Non lasciatevi ingannare dalle apparenze: nonostante ogni durian possa sembrare uguale all’altro, per scegliere quello migliore è necessario stare attenti ad alcuni particolari. Non bisogna optare per quelli troppo piccoli o esageratamente grandi, ma preferirne uno dalla media grandezza (attorno ai 2 kg di peso) e dalla forma regolare. Se siete facilmente “impressionabili” fate attenzione all’eventuale presenza di vermi all’interno (spia ne sono i classici buchi circolari sulla buccia), anche se in genere i nostri amichetti striscianti (fortunati bongustai privi di naso) optano per i frutti migliori.
Un buon durian inoltre non deve avere rotture o crepe orizzontali, mentre sono più “normali” quelle che si sviluppano in verticale, indice di giusta maturazione. Infine, in fase di selezione scuotete (con guanti protettivi) il frutto per individuare eventuali movimenti interni. Se li percepite, allora significa che il durian è maturo e pronto al consumo. Al palato, infine, la polpa risulta cremosa, della consistenza che ricorda quella del burro.
Ma per quale motivo il durian, che alla luce di quanto detto sembra più una bomba chimica di gas fetido che un vero e proprio alimento, inizia ad avere una discreta considerazione anche al di fuori dell'Asia? L’appellativo di re dei frutti non è infondato: ci troviamo infatti di fronte a un concentrato di vitamine C e B, carotenoidi, antociani (pigmenti dall’azione antiossidante e antiaging) e flavonoidi (molecole che riducono il rischio di contrarre malattie croniche). Inoltre è un potente regolatore del colesterolo, e aiuta a prevenire l’arteriosclerosi. Peculiarità che lo rendono uno dei maggiori superfood, dalla grande versatilità in cucina.

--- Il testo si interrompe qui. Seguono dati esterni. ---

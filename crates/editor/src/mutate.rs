//! Selection-driven rewrites of the tree.
//!
//! Candidates come from the index snapshot taken before the edit, not from a fresh
//! scan. Each candidate is re-checked against the live node before it is written,
//! so a stale snapshot can miss an edit but never clobber an unrelated value.
use html::{AttrProbe, Id, Node};

use crate::config::ReplacePolicy;
use crate::document::Document;
use crate::index::DocumentIndex;

#[derive(Clone, Copy, Debug)]
enum Edit {
    Attr(AttrProbe),
    Text,
}

impl Edit {
    /// Writes `new` into `node` if it still holds `old`.
    fn apply(self, node: &mut Node, old: &str, new: &str) -> bool {
        match self {
            Edit::Attr(probe) => {
                if probe.value_of(node) != Some(old) {
                    return false;
                }
                node.set_attr(probe.attr, new)
            }
            Edit::Text => {
                if node.text().map(str::trim) != Some(old) {
                    return false;
                }
                node.set_text(new)
            }
        }
    }
}

/// Sets `src` on every image (or the first, per `policy`) whose source equals `old`.
/// `new` is trimmed and otherwise written verbatim. Returns the number of nodes changed.
pub fn replace_image_source(
    doc: &mut Document,
    index: &DocumentIndex,
    old: &str,
    new: &str,
    policy: ReplacePolicy,
) -> usize {
    let candidates = index.images().iter().map(|image| (image.node, image.src.as_str()));
    replace_matching(doc, candidates, Edit::Attr(AttrProbe::IMG_SRC), old, new, policy)
}

/// Sets `href` on matching links. Both link views route here.
pub fn replace_link_target(
    doc: &mut Document,
    index: &DocumentIndex,
    old: &str,
    new: &str,
    policy: ReplacePolicy,
) -> usize {
    let candidates = index.links().iter().map(|link| (link.node, link.href.as_str()));
    replace_matching(doc, candidates, Edit::Attr(AttrProbe::ANCHOR_HREF), old, new, policy)
}

/// Replaces the whole content of text nodes whose trimmed content equals `old`.
/// Surrounding whitespace of the original node is not kept.
pub fn replace_text_content(
    doc: &mut Document,
    index: &DocumentIndex,
    old: &str,
    new: &str,
    policy: ReplacePolicy,
) -> usize {
    let candidates = index.text_nodes().iter().map(|text| (text.node, text.text.as_str()));
    replace_matching(doc, candidates, Edit::Text, old, new, policy)
}

fn replace_matching<'a>(
    doc: &mut Document,
    candidates: impl Iterator<Item = (Id, &'a str)>,
    edit: Edit,
    old: &str,
    new: &str,
    policy: ReplacePolicy,
) -> usize {
    let new = new.trim();
    let mut replaced = 0;

    for (id, value) in candidates {
        if value != old {
            continue;
        }
        let Some(node) = doc.node_mut(id) else {
            log::warn!(target: "editor.mutate", "indexed node {id:?} is gone from the tree");
            continue;
        };
        if !edit.apply(node, old, new) {
            log::debug!(target: "editor.mutate", "node {id:?} changed since indexing; skipped");
            continue;
        }
        replaced += 1;
        if policy == ReplacePolicy::FirstMatch {
            break;
        }
    }

    if replaced > 0 {
        doc.mark_changed();
    }
    log::debug!(
        target: "editor.mutate",
        "{edit:?}: {old:?} -> {new:?} rewrote {replaced} node(s)"
    );
    replaced
}

#[cfg(test)]
mod tests {
    use super::*;

    fn setup(markup: &str) -> (Document, DocumentIndex) {
        let doc = Document::from_markup("t.html", markup);
        let index = DocumentIndex::rebuild(&doc);
        (doc, index)
    }

    #[test]
    fn duplicate_image_sources_are_all_rewritten() {
        let (mut doc, index) = setup(r#"<img src="a.png"><p><img src="a.png"></p><img src="c.png">"#);
        let n = replace_image_source(&mut doc, &index, "a.png", "b.png", ReplacePolicy::AllMatches);
        assert_eq!(n, 2);
        let index = DocumentIndex::rebuild(&doc);
        assert_eq!(index.image_sources(), vec!["b.png", "b.png", "c.png"]);
    }

    #[test]
    fn first_match_policy_stops_after_one() {
        let (mut doc, index) = setup("<p>same</p><p>same</p>");
        let n = replace_text_content(&mut doc, &index, "same", "changed", ReplacePolicy::FirstMatch);
        assert_eq!(n, 1);
        assert_eq!(doc.to_html(), "<p>changed</p><p>same</p>");
    }

    #[test]
    fn new_value_is_trimmed_and_written_verbatim() {
        let (mut doc, index) = setup(r#"<a href="/old">x</a>"#);
        replace_link_target(&mut doc, &index, "/old", "  not a url & more \n", ReplacePolicy::AllMatches);
        assert_eq!(doc.to_html(), r#"<a href="not a url &amp; more">x</a>"#);
    }

    #[test]
    fn text_replacement_drops_surrounding_whitespace() {
        let (mut doc, index) = setup("<p>\n   Hello   \n</p>");
        let n = replace_text_content(&mut doc, &index, "Hello", "Bye", ReplacePolicy::FirstMatch);
        assert_eq!(n, 1);
        assert_eq!(doc.to_html(), "<p>Bye</p>");
    }

    #[test]
    fn text_with_markup_characters_is_escaped_on_output() {
        let (mut doc, index) = setup("<p>plain</p>");
        replace_text_content(&mut doc, &index, "plain", "<b>not bold</b>", ReplacePolicy::FirstMatch);
        assert_eq!(doc.to_html(), "<p>&lt;b&gt;not bold&lt;/b&gt;</p>");
    }

    #[test]
    fn no_match_leaves_version_untouched() {
        let (mut doc, index) = setup(r#"<img src="a.png">"#);
        let before = doc.version();
        assert_eq!(replace_image_source(&mut doc, &index, "zzz", "b.png", ReplacePolicy::AllMatches), 0);
        assert_eq!(doc.version(), before);
        assert!(index.is_current(&doc));
    }

    #[test]
    fn stale_snapshot_does_not_overwrite_changed_nodes() {
        let (mut doc, stale) = setup(r#"<img src="a.png"><img src="a.png">"#);
        replace_image_source(&mut doc, &stale, "a.png", "b.png", ReplacePolicy::FirstMatch);
        assert!(!stale.is_current(&doc));

        // The first image now holds b.png; only the second still matches.
        let n = replace_image_source(&mut doc, &stale, "a.png", "c.png", ReplacePolicy::AllMatches);
        assert_eq!(n, 1);
        assert_eq!(DocumentIndex::rebuild(&doc).image_sources(), vec!["b.png", "c.png"]);
    }

    #[test]
    fn link_edit_only_touches_anchor_href() {
        let (mut doc, index) = setup(r#"<link href="/x"><a href="/x">x</a>"#);
        replace_link_target(&mut doc, &index, "/x", "/y", ReplacePolicy::AllMatches);
        assert_eq!(doc.to_html(), r#"<link href="/x"><a href="/y">x</a>"#);
    }
}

In Asia il durian viene utilizzato per aromatizzare una grande varietà di dolci, dai biscotti alle torte, ma è anche usato nella preparazione di riso o zuppe di pesce. Specialmente a Sumatra con la polpa essiccata sono realizzate delle chips croccanti, mentre in Malesia è alla base di conserve zuccherate o salate. Non sorprendetevi, infine, di trovare anche ricette di gelati a base di questo frutto.